■ **WORK REQUEST**
From the line that contains "let ctx = contexts.ctx_mut()?;" to the last line of the records below, retype each line exactly; leave out everything else.

□ □ □ □ □

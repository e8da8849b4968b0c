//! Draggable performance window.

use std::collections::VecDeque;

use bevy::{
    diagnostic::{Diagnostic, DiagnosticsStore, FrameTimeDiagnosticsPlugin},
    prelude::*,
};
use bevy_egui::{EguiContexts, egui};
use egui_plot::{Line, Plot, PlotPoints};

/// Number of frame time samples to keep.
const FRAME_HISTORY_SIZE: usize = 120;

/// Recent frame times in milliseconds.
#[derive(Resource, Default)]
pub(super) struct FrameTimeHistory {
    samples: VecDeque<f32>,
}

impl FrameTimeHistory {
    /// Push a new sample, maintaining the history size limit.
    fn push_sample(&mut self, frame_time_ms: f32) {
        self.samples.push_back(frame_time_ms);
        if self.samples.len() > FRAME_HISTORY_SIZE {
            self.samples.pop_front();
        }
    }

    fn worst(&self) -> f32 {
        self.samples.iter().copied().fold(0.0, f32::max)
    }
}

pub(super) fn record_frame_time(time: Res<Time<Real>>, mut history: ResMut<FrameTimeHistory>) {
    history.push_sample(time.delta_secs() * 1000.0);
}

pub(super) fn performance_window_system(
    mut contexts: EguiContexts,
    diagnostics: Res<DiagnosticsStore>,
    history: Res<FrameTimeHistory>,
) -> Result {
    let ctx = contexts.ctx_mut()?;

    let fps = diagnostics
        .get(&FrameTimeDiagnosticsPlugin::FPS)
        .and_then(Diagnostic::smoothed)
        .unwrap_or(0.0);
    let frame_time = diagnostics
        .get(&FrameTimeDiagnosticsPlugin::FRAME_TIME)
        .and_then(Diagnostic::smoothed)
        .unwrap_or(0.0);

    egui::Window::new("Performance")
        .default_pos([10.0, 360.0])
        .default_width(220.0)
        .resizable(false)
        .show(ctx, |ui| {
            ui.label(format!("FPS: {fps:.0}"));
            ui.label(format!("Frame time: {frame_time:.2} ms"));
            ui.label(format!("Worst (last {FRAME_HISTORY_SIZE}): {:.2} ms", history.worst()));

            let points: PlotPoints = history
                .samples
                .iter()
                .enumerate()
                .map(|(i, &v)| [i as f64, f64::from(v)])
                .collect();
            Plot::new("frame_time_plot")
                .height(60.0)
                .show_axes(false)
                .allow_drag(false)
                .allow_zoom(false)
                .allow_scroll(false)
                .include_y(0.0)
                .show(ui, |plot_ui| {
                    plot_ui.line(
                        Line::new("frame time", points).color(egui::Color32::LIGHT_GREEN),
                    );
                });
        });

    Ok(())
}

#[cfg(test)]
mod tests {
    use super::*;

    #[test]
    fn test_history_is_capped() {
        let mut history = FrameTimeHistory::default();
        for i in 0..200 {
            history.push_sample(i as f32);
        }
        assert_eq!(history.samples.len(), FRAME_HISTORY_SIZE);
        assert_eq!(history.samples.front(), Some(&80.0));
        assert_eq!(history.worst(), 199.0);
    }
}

□ □ □ □ □

■ **ANSWER BOX**
    let ctx = contexts.ctx_mut()?;

    let fps = diagnostics
        .get(&FrameTimeDiagnosticsPlugin::FPS)
        .and_then(Diagnostic::smoothed)
        .unwrap_or(0.0);
    let frame_time = diagnostics
        .get(&FrameTimeDiagnosticsPlugin::FRAME_TIME)
        .and_then(Diagnostic::smoothed)
        .unwrap_or(0.0);

    egui::Window::new("Performance")
        .default_pos([10.0, 360.0])
        .default_width(220.0)
        .resizable(false)
        .show(ctx, |ui| {
            ui.label(format!("FPS: {fps:.0}"));
            ui.label(format!("Frame time: {frame_time:.2} ms"));
            ui.label(format!("Worst (last {FRAME_HISTORY_SIZE}): {:.2} ms", history.worst()));

            let points: PlotPoints = history
                .samples
                .iter()
                .enumerate()
                .map(|(i, &v)| [i as f64, f64::from(v)])
                .collect();
            Plot::new("frame_time_plot")
                .height(60.0)
                .show_axes(false)
                .allow_drag(false)
                .allow_zoom(false)
                .allow_scroll(false)
                .include_y(0.0)
                .show(ui, |plot_ui| {
                    plot_ui.line(
                        Line::new("frame time", points).color(egui::Color32::LIGHT_GREEN),
                    );
                });
        });

    Ok(())
}

#[cfg(test)]
mod tests {
    use super::*;

    #[test]
    fn test_history_is_capped() {
        let mut history = FrameTimeHistory::default();
        for i in 0..200 {
            history.push_sample(i as f32);
        }
        assert_eq!(history.samples.len(), FRAME_HISTORY_SIZE);
        assert_eq!(history.samples.front(), Some(&80.0));
        assert_eq!(history.worst(), 199.0);
    }
}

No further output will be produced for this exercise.